**TASK PROMPT:** Pick every line out of the entries below that holds the string "OptimizerError", and report them.

_ _ _ _ _

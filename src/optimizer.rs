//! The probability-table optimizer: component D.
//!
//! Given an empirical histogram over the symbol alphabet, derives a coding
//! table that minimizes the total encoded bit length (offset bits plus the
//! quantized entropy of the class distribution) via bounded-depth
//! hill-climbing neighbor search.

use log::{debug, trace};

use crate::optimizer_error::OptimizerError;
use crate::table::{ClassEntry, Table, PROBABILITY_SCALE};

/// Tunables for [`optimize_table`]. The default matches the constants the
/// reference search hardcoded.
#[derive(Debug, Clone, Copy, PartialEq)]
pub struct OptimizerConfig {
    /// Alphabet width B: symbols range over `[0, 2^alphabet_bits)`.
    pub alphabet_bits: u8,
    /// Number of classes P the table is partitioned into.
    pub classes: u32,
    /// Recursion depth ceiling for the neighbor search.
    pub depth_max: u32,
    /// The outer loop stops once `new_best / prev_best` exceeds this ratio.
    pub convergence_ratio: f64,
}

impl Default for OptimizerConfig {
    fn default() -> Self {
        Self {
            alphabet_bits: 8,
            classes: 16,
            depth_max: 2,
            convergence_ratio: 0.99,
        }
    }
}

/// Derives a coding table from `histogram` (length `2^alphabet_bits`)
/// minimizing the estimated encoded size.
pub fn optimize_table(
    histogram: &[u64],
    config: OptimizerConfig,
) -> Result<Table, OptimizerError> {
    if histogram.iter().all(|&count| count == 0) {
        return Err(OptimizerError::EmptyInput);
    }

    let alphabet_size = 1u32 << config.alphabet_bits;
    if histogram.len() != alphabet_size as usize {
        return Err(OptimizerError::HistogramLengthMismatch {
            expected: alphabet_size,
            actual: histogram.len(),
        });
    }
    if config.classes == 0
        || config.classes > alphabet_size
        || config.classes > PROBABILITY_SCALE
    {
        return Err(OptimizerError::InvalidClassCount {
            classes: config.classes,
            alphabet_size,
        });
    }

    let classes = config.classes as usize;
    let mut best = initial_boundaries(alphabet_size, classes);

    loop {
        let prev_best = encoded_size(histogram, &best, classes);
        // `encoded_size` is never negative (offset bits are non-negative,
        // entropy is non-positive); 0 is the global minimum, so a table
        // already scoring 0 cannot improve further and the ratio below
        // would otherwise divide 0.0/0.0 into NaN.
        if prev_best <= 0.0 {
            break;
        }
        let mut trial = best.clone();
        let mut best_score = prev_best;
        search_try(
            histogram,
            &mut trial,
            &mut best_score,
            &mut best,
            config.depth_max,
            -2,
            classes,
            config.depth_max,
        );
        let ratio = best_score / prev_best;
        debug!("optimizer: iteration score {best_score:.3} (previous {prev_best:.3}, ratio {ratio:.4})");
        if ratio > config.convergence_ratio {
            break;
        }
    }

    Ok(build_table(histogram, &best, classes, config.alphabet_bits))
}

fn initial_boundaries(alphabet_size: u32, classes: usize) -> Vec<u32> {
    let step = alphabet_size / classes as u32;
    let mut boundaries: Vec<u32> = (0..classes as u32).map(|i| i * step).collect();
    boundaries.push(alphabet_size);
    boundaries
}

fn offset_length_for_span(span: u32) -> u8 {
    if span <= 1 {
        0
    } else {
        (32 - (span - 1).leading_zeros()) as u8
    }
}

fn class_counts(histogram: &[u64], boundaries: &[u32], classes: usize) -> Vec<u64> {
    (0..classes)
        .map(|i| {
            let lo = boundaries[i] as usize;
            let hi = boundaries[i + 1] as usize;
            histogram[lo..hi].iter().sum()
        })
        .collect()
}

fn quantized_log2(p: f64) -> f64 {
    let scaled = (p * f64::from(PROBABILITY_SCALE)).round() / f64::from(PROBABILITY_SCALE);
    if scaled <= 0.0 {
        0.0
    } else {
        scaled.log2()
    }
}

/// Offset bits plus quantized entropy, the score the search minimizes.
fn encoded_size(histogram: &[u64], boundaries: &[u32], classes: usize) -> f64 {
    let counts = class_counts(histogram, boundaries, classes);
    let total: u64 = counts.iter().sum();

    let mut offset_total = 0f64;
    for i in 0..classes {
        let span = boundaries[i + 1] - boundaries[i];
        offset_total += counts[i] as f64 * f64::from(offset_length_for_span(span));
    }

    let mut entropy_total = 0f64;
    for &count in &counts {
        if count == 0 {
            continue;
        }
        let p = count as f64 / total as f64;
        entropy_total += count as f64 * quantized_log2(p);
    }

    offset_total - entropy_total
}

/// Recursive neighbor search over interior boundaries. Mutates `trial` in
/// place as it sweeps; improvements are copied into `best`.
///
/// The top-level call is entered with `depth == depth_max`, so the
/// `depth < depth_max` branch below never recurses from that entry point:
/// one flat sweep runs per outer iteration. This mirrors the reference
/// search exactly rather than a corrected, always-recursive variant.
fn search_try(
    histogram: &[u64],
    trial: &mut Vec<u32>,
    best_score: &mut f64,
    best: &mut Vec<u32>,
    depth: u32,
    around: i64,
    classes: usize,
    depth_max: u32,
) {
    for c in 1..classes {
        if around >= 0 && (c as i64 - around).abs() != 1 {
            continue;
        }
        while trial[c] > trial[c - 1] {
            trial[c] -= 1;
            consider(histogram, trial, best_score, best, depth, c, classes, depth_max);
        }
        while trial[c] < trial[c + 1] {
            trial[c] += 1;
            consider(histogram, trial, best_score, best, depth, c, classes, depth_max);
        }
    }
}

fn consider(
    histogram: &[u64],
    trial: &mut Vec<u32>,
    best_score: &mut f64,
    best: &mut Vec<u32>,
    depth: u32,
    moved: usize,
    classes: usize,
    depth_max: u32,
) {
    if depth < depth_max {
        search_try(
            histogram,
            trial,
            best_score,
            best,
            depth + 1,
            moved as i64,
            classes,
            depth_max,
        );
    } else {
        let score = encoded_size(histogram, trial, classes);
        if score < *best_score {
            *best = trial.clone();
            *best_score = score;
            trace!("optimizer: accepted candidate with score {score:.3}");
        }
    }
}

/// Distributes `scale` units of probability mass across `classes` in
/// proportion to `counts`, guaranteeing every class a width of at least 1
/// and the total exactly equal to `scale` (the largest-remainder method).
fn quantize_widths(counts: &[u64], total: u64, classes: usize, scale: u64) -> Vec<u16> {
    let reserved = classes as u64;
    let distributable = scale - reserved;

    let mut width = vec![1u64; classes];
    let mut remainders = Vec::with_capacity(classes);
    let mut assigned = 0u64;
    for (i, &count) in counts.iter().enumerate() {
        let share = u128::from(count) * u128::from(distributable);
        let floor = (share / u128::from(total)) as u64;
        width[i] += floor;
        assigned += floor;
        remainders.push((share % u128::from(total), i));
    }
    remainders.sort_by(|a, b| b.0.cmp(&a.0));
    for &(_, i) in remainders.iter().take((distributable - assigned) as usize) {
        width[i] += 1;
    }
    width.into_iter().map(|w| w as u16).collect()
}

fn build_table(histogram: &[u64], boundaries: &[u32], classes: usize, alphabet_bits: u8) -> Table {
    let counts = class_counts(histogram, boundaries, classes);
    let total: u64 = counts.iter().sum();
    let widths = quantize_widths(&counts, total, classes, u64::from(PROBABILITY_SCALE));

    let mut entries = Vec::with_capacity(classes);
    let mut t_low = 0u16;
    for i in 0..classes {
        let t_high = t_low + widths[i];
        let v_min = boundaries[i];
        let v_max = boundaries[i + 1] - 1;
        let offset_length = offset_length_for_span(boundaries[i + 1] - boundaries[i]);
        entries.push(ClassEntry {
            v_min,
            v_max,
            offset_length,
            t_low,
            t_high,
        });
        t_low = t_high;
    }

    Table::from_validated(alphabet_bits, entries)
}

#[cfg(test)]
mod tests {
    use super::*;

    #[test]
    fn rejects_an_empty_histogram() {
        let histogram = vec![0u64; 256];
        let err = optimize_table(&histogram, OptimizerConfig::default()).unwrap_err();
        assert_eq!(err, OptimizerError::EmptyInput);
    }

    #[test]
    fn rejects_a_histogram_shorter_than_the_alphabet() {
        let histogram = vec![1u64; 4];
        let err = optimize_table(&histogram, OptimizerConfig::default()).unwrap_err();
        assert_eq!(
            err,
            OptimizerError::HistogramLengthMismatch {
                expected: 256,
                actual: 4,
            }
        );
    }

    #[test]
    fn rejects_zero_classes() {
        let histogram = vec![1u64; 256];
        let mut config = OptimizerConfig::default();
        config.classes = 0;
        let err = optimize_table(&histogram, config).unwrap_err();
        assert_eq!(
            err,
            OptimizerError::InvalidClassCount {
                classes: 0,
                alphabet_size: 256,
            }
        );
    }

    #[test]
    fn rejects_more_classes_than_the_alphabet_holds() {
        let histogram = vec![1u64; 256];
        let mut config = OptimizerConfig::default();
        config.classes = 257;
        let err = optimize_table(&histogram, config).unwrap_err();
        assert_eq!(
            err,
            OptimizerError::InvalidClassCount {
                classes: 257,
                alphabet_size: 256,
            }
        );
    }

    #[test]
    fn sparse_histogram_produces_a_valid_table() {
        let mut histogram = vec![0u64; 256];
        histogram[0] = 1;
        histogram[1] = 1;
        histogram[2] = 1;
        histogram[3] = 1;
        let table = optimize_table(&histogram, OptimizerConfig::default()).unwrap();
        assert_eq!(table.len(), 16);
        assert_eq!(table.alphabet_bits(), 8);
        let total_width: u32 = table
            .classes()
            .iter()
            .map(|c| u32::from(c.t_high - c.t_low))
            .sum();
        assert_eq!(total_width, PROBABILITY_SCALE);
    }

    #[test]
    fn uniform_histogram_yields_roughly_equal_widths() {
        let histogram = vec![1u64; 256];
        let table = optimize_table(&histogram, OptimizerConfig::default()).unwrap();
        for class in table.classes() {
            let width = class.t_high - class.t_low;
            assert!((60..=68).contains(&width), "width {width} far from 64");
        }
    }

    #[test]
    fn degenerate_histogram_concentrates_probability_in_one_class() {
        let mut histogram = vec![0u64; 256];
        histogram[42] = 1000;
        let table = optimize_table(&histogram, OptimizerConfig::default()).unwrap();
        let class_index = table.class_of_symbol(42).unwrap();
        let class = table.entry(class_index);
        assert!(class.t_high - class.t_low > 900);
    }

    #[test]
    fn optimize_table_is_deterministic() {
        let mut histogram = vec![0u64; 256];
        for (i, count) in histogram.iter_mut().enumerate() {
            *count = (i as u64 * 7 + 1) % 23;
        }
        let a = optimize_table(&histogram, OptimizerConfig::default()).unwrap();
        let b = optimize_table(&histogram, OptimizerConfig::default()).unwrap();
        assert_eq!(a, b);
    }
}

_ _ _ _ _

**ANSWER TO THIS EXERCISE:**
use crate::optimizer_error::OptimizerError;
) -> Result<Table, OptimizerError> {
        return Err(OptimizerError::EmptyInput);
        return Err(OptimizerError::HistogramLengthMismatch {
        return Err(OptimizerError::InvalidClassCount {
        assert_eq!(err, OptimizerError::EmptyInput);
            OptimizerError::HistogramLengthMismatch {
            OptimizerError::InvalidClassCount {
            OptimizerError::InvalidClassCount {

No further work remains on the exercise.